MANHATTAN — Notorious landlord Steve Croman on Tuesday was sent to a Rikers Island facility to begin his one-year sentence after pleading guilty to grand larceny, falsifying business records and criminal tax fraud.
Croman committed tax fraud in 2011 by failing to withhold state taxes from some employee paychecks and fraudulently snagged millions in refinancing loans from banks between 2012 and 2014 by claiming rent-stabilized units in his building were market rate, according to State Attorney General Eric Schneiderman, whose office conducted a yearlong investigation into the landlord.
He was indicted on 20 felony charges that could have landed him in prison for 25 years, but secured a plea deal with the attorney general's office that granted him a more lenient sentence for pleading guilty to only three of the charges.
He was given one year on Rikers Island for each of the three felony charges, all to be served concurrently.
Though Croman himself declined to speak at his sentencing Tuesday morning, Judge Jill Konviser had a few words for the landlord and alluded to the relative leniency of the sentence he was about to serve.
"You've had the benefit of good attorneys and the benefit of an eminently fair prosecutor," said Konviser, who went on to say, "Let's be clear, Rikers Island ain't the Ritz."
Konviser also referenced the extension she'd granted Croman two weeks earlier — his sentencing had been schedule for Sept. 19, but his attorneys asked for an extension so he could observe the High Holy Days.
"I hope you spend your days thinking of those you harmed.
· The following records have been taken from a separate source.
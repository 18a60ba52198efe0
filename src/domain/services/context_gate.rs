// Copyright (c) 2025 Kirky.X
//
// Licensed under the MIT License
// See LICENSE file in the project root for full license information.

use std::collections::HashSet;

/// 上下文过滤
///
/// 判断某个流转上下文是否需要发送Webhook。上下文至少包含
/// `component.view` 两段，并可通过允许列表和禁止列表限制。
/// 列表项可以是完整上下文，也可以只写组件名。
#[derive(Debug, Clone, Default)]
pub struct ContextGate {
    allowed: HashSet<String>,
    forbidden: HashSet<String>,
}

impl ContextGate {
    pub fn new<A, F>(allowed: A, forbidden: F) -> Self
    where
        A: IntoIterator<Item = String>,
        F: IntoIterator<Item = String>,
    {
        Self {
            allowed: allowed.into_iter().filter(|c| !c.is_empty()).collect(),
            forbidden: forbidden.into_iter().filter(|c| !c.is_empty()).collect(),
        }
    }

    /// 接受所有格式正确的上下文
    pub fn permissive() -> Self {
        Self::default()
    }

    pub fn is_supported(&self, context: &str) -> bool {
        let mut parts = context.split('.');
        let component = match (parts.next(), parts.next()) {
            (Some(component), Some(view)) if !component.is_empty() && !view.is_empty() => {
                component
            }
            _ => return false,
        };

        if self.forbidden.contains(context) || self.forbidden.contains(component) {
            return false;
        }

        self.allowed.is_empty() || self.allowed.contains(context) || self.allowed.contains(component)
    }
}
I hope you spend your days thinking of the religious principles I delayed the sentence for," she said.
Tenants of Croman-owned buildings, who had been angered by the delay two weeks earlier, balked at the meager sentence but admitted it was better than nothing.
"I don't think it's enough time — the public needs to be protected from him," said Cynthia Chaffee, a cofounder of Stop Croman Coalition, who lives at 346 E. 18th St.
Chaffee, who says she now suffers from asthma as a result of dust and debris from illegal construction at her building, said the criminal charges have done little to benefit the tenants still living in his buildings.
"Ever since he was arrested he's been as worse as ever," she said. "We didn't have heat, he's dragging people to court still, he's not giving people their leases. I mean, it's business as usual."
Another tenant called the "system" that allowed Croman such a light sentence "twisted."
"Better than nothing," shrugged the tenant, who would not give her name. "I noticed a kid got six years for possession of narcotics and this guy gets one year for everything he's done — a little bit of a twisted system, but better than nothing."
The attorney general last year also brought a civil case against Croman alleging the landlord tried to evict rent-stabilized tenants with aggressive harassment tactics, which remains ongoing. Under current law, that lawsuit could not lead to criminal charges, though the attorney general has introduced legislation that would make it easier to prosecute landlords for harassment tactics.